**Directions:**
For the word "message", search the records and show each line in which it occurs.

**Given data:**

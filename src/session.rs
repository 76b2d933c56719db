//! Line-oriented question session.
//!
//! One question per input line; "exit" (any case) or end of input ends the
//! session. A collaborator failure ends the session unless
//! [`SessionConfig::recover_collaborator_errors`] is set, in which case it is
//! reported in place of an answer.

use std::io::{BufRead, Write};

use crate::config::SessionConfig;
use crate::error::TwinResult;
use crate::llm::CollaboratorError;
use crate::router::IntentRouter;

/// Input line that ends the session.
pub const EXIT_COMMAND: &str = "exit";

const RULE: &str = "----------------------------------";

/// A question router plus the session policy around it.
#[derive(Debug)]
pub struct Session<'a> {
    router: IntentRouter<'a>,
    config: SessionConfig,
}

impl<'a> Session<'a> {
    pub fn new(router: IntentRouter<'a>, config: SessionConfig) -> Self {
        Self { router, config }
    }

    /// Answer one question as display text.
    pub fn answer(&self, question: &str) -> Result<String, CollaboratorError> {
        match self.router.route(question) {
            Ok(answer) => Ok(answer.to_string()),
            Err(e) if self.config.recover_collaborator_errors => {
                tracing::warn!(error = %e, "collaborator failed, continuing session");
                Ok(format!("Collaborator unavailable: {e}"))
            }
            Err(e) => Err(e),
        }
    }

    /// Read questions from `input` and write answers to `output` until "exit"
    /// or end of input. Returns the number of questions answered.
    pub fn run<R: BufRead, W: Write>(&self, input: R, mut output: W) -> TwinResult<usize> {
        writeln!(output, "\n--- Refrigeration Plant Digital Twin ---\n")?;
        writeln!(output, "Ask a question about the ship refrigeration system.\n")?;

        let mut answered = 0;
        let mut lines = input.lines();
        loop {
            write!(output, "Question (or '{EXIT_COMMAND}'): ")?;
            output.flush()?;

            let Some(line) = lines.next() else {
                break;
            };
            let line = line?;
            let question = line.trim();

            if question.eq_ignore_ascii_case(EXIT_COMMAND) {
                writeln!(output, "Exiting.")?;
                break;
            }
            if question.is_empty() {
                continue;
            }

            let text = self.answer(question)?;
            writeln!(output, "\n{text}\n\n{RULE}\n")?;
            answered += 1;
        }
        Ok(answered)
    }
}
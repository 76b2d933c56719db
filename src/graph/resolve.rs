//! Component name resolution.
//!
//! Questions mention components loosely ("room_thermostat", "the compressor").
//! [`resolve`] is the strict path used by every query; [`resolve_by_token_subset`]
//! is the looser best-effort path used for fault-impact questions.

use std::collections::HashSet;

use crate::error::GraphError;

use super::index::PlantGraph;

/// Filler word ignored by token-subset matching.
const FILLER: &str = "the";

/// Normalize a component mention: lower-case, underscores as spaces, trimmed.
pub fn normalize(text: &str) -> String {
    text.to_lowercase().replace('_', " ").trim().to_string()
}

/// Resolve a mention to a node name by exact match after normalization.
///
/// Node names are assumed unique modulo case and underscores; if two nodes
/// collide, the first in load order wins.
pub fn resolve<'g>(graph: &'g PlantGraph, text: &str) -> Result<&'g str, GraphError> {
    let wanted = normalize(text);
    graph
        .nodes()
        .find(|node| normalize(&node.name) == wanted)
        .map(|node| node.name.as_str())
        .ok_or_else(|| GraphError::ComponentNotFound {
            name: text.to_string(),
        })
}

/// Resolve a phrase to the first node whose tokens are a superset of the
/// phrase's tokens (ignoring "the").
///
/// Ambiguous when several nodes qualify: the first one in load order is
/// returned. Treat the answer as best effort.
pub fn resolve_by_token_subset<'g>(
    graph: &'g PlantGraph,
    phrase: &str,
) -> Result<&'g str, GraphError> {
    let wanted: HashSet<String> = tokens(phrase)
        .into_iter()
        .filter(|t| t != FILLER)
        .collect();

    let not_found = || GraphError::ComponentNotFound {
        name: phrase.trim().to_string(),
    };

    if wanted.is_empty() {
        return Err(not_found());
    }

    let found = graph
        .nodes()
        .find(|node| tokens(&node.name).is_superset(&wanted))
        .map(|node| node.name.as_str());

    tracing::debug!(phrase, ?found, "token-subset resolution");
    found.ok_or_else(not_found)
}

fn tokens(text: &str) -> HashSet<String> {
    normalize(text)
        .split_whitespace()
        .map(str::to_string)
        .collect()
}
==
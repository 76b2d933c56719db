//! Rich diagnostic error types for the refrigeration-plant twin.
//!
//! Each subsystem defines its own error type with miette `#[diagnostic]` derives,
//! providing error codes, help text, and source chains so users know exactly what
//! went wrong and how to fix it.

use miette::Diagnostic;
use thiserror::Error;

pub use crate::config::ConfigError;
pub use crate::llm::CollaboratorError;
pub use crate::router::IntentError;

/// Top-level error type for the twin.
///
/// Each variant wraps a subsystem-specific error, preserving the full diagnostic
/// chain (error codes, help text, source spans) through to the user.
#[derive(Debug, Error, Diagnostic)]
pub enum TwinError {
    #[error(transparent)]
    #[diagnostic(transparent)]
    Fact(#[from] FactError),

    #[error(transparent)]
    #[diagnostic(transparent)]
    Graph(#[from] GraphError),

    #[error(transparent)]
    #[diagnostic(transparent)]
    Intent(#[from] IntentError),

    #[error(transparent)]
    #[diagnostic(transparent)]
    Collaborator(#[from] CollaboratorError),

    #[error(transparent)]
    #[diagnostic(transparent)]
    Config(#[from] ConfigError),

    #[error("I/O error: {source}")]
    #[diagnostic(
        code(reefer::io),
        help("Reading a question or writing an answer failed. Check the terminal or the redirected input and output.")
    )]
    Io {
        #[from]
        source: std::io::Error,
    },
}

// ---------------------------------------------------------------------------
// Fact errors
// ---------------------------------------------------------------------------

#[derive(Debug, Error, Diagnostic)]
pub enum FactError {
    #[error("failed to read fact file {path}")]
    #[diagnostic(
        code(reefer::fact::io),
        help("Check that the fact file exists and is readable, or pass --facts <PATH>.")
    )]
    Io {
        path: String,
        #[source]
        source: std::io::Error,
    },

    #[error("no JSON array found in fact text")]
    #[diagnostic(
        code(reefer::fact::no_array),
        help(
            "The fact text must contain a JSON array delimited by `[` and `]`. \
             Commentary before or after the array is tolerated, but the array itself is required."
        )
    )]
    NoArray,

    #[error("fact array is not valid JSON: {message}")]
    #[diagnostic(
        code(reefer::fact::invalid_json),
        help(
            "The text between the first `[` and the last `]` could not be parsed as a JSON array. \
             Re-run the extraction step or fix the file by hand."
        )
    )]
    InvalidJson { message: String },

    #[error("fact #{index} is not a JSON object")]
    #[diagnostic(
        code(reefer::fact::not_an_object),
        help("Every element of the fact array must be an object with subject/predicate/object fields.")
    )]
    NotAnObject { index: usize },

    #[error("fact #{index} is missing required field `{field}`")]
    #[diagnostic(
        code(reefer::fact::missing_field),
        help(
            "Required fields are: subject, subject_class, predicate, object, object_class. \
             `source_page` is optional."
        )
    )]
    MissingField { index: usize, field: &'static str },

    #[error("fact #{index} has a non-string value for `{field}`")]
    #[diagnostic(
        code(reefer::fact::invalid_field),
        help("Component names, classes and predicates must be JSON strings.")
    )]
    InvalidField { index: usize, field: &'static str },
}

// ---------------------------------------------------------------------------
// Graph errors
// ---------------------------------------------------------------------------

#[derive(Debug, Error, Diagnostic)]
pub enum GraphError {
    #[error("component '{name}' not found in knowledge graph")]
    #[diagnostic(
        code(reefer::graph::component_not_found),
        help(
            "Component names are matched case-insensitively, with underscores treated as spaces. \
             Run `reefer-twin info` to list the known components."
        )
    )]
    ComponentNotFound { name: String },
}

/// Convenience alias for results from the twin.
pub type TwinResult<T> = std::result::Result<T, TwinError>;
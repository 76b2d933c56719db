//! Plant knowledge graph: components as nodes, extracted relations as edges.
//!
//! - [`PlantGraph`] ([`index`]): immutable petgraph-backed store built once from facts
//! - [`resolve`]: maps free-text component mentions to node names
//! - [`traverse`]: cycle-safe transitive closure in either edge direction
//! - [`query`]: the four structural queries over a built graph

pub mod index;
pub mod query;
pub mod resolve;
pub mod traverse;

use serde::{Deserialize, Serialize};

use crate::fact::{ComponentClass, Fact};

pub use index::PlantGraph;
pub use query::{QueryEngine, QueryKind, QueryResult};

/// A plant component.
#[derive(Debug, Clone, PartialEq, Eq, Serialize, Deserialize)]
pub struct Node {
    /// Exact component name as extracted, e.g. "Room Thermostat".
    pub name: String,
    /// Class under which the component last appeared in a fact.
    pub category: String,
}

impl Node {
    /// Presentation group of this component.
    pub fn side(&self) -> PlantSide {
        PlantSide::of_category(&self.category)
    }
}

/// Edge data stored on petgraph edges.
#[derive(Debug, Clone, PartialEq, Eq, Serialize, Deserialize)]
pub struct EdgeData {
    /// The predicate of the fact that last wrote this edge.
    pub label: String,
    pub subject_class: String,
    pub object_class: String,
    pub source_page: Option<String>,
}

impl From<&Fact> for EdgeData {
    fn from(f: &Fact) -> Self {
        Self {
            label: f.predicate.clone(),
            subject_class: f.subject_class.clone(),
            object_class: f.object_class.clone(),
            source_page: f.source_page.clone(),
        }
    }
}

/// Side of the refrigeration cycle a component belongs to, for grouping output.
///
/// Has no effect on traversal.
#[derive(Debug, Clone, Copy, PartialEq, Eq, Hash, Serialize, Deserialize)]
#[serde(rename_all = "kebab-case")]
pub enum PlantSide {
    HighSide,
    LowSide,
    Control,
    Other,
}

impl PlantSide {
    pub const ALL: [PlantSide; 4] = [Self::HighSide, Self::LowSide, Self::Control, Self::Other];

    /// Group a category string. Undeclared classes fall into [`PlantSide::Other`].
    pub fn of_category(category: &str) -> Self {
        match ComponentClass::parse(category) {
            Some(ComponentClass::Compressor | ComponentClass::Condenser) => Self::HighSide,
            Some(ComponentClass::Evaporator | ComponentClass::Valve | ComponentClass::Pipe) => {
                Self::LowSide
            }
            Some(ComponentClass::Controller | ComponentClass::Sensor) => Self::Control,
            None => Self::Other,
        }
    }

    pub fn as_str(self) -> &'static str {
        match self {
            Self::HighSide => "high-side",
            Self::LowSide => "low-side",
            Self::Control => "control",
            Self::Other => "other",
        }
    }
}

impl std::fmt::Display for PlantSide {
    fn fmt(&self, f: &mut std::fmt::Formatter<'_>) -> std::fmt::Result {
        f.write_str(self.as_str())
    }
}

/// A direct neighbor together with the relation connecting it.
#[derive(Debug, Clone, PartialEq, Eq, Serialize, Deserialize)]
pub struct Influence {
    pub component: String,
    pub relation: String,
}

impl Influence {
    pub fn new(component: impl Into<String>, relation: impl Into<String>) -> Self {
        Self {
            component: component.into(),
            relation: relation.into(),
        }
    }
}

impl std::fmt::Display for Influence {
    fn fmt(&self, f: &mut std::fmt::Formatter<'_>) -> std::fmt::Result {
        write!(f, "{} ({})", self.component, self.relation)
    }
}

**Result of the task:**
    #[error("fact array is not valid JSON: {message}")]
    InvalidJson { message: String },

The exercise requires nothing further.